No âmbito do Edital de Inovação Senai/Sesi, a equipe do LabSenai Meio Ambiente, em conjunto com a consultoria ambiental do Senai do Paraná, iniciou, nesta semana, a execução do Projeto Carbono Zero na Inflex Indústria e Comércio de Plástico, em Dourados. Acompanhados pela técnica de responsabilidade social do Sesi de Dourados, Aretuza Coelho, o consultor ambiental do Senai do Paraná, Marcos Thiesen, o coordenador do LabSenai Meio Ambiente, Paulo Pereira, a técnica do LabSenai do Meio Ambiente, Beatriz Dias, e o supervisor-técnico de gestão do Cetec Senai Dourados, Thiago Prates, vão passar a semana visitando a indústria de plástico.
Segundo Aretuza Coelho, a visita inclui desde reunião com os gerentes e diretores da Inflex até o início do diagnóstico ambiental industrial necessário para o Projeto Carbono Zero. “As atividades prosseguem até esta quinta-feira com a retomada do diagnóstico ambiental industrial, reunião com os supervisores e gestores das áreas e início do inventário de emissão de carbono”, informou, lembrando que as indústrias que tiveram projetos aprovados no Edital de Inovação Senai/Sesi 2010 deram início aos trabalhos no ano passado e a previsão é concluí-los em 18 meses no máximo.
A gerente do Sesi de Dourados, Rosilene Moreira, reforça que a intenção do Edital é apoiar ações de inovação tecnológica e social, que compreendam o desenvolvimento de produtos, processos e serviços elaborados pelas unidades, em parceria com empresas do setor industrial. “Queremos alavancar o incentivo às inovações sociais nas indústrias do sul do Estado, criar e reforçar a consciência de sustentabilidade empresarial no tripé econômico, social e ambiental”, declarou, detalhando ainda que também está execução outro projeto com foco na redução do absentismo na indústria, ou seja, ausência do trabalhador por falta ou atraso devido a algum motivo qualquer.
No caso o Projeto Carbono Zero, a intenção é diminuir na Inflex os impactos ambientais por meio do mapeamento e inventário das fontes de emissão de gases do efeito estufa (GEE), além de ações para redução e prevenção.
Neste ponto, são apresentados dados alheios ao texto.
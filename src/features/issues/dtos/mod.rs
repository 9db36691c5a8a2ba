mod issue_dto;

pub use issue_dto::{CreateIssueDto, CreateIssueResponseDto, IssueResponseDto, ListIssuesQuery};
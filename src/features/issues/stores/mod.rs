//! Persistence for issues.
//!
//! `IssueStore` is the seam between the service and the database. The
//! Postgres store answers radius queries with PostGIS geography functions,
//! the reference store keeps everything in memory and computes haversine
//! distances itself.

mod postgres;
mod reference;

use async_trait::async_trait;

use crate::core::error::Result;
use crate::features::issues::models::{Issue, NearbyQuery, NewIssue};

pub use postgres::PgIssueStore;
pub use reference::ReferenceIssueStore;

#[async_trait]
pub trait IssueStore: Send + Sync {
    /// Create the issues table and its indexes when they are missing
    async fn ensure_schema(&self) -> Result<()>;

    /// Issues within `query.radius_meters` of `query.center` that match the filters
    async fn find_near(&self, query: &NearbyQuery) -> Result<Vec<Issue>>;

    /// Persist a new issue, assigning its id and timestamps
    async fn create(&self, issue: &NewIssue) -> Result<Issue>;

    /// Insert `issue` only when the store holds no issues at all
    async fn seed_if_empty(&self, issue: &NewIssue) -> Result<Option<Issue>>;

    /// Number of stored issues
    async fn count(&self) -> Result<i64>;
}
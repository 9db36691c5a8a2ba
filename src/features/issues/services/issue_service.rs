use std::sync::Arc;

use validator::Validate;

use crate::core::config::{IssueConfig, MissingLocationPolicy};
use crate::core::error::{AppError, Result};
use crate::features::issues::dtos::{CreateIssueDto, ListIssuesQuery};
use crate::features::issues::models::{Issue, NearbyQuery, NewIssue};
use crate::features::issues::stores::IssueStore;
use crate::shared::constants::{
    DEFAULT_ISSUE_STATUS, MSG_COORDINATES_REQUIRED, MSG_EMPTY_CATEGORY,
    MSG_EMPTY_TITLE_OR_DESCRIPTION, MSG_MISSING_FIELDS,
};
use crate::shared::geo::{is_valid_latitude, is_valid_longitude, km_to_meters, GeoPoint};
use crate::shared::validation::first_message;

const MSG_LATITUDE_RANGE: &str = "Latitude must be between -90 and 90";
const MSG_LONGITUDE_RANGE: &str = "Longitude must be between -180 and 180";
const MSG_NEGATIVE_RADIUS: &str = "Radius must not be negative";
const MSG_PARTIAL_COORDINATES: &str = "Latitude and longitude must be provided together";

/// Service for reporting and finding issues
pub struct IssueService {
    store: Arc<dyn IssueStore>,
    config: IssueConfig,
}

impl IssueService {
    pub fn new(store: Arc<dyn IssueStore>, config: IssueConfig) -> Self {
        Self { store, config }
    }

    pub fn default_radius_km(&self) -> f64 {
        self.config.default_radius_km
    }

    /// List issues around a point. Validation happens before the store is touched.
    pub async fn find_near(&self, params: ListIssuesQuery) -> Result<Vec<Issue>> {
        let query = parse_nearby_query(params, self.config.default_radius_km)?;

        let issues = self.store.find_near(&query).await?;

        tracing::debug!(
            "Found {} issues within {}m of ({}, {})",
            issues.len(),
            query.radius_meters,
            query.center.latitude,
            query.center.longitude
        );

        Ok(issues)
    }

    /// Report a new issue
    pub async fn create(&self, dto: CreateIssueDto) -> Result<Issue> {
        let new_issue = prepare_new_issue(dto, self.config.missing_location)?;

        let issue = self.store.create(&new_issue).await?;

        tracing::info!(
            "Issue created: id={}, category={}, located={}",
            issue.id,
            issue.category,
            issue.location().is_some()
        );

        Ok(issue)
    }
}

/// Parse a query-string value as a finite float; anything else counts as absent
fn parse_float(raw: Option<&str>) -> Option<f64> {
    raw.and_then(|s| s.trim().parse::<f64>().ok())
        .filter(|v| v.is_finite())
}

/// Empty filter values mean "no filter"
fn non_empty(raw: Option<String>) -> Option<String> {
    raw.filter(|s| !s.is_empty())
}

fn validate_point(point: &GeoPoint) -> Result<()> {
    if !is_valid_latitude(point.latitude) {
        return Err(AppError::Validation(MSG_LATITUDE_RANGE.to_string()));
    }
    if !is_valid_longitude(point.longitude) {
        return Err(AppError::Validation(MSG_LONGITUDE_RANGE.to_string()));
    }
    Ok(())
}

pub(crate) fn parse_nearby_query(
    params: ListIssuesQuery,
    default_radius_km: f64,
) -> Result<NearbyQuery> {
    let (Some(latitude), Some(longitude)) = (
        parse_float(params.lat.as_deref()),
        parse_float(params.lng.as_deref()),
    ) else {
        return Err(AppError::Validation(MSG_COORDINATES_REQUIRED.to_string()));
    };

    let center = GeoPoint::new(longitude, latitude);
    validate_point(&center)?;

    let radius_km = parse_float(params.radius.as_deref()).unwrap_or(default_radius_km);
    if radius_km < 0.0 {
        return Err(AppError::Validation(MSG_NEGATIVE_RADIUS.to_string()));
    }

    Ok(NearbyQuery {
        center,
        radius_meters: km_to_meters(radius_km),
        status: non_empty(params.status),
        category: non_empty(params.category),
    })
}

fn resolve_location(
    latitude: Option<f64>,
    longitude: Option<f64>,
    policy: MissingLocationPolicy,
) -> Result<Option<GeoPoint>> {
    let location = match (latitude, longitude, policy) {
        (Some(lat), Some(lng), _) => Some(GeoPoint::new(lng, lat)),
        (lat, lng, MissingLocationPolicy::Origin) => {
            let origin = GeoPoint::origin();
            Some(GeoPoint::new(
                lng.unwrap_or(origin.longitude),
                lat.unwrap_or(origin.latitude),
            ))
        }
        (None, None, MissingLocationPolicy::Null) => None,
        (_, _, MissingLocationPolicy::Null) => {
            return Err(AppError::Validation(MSG_PARTIAL_COORDINATES.to_string()));
        }
        (_, _, MissingLocationPolicy::Reject) => {
            return Err(AppError::Validation(MSG_COORDINATES_REQUIRED.to_string()));
        }
    };

    if let Some(point) = &location {
        validate_point(point)?;
    }

    Ok(location)
}

pub(crate) fn prepare_new_issue(
    dto: CreateIssueDto,
    policy: MissingLocationPolicy,
) -> Result<NewIssue> {
    let (Some(title), Some(description), Some(category)) =
        (dto.title, dto.description, dto.category)
    else {
        return Err(AppError::Validation(MSG_MISSING_FIELDS.to_string()));
    };

    let title = title.trim();
    let description = description.trim();
    let category = category.trim();

    if title.is_empty() || description.is_empty() {
        return Err(AppError::Validation(MSG_EMPTY_TITLE_OR_DESCRIPTION.to_string()));
    }
    if category.is_empty() {
        return Err(AppError::Validation(MSG_EMPTY_CATEGORY.to_string()));
    }

    let mut new_issue = NewIssue {
        title: title.to_string(),
        description: description.to_string(),
        category: category.to_string(),
        location: None,
        status: DEFAULT_ISSUE_STATUS.to_string(),
    };

    // Length limits are reported before anything about the coordinates
    new_issue
        .validate()
        .map_err(|e| AppError::Validation(first_message(&e)))?;

    new_issue.location = resolve_location(dto.latitude, dto.longitude, policy)?;

    Ok(new_issue)
}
Já o Projeto Escola de Posturas, desenvolvido na BRF Brasil Foods, tem as atenções voltadas ao tratamento de algias referentes à coluna, com ações que visam o bem-estar, menor taxa de absenteísmo e maiôs qualidade de vida aos trabalhadores da empresa, por meio de treinamento postural, informações teórico-educativas e prática de exercícios terapêuticos para a coluna.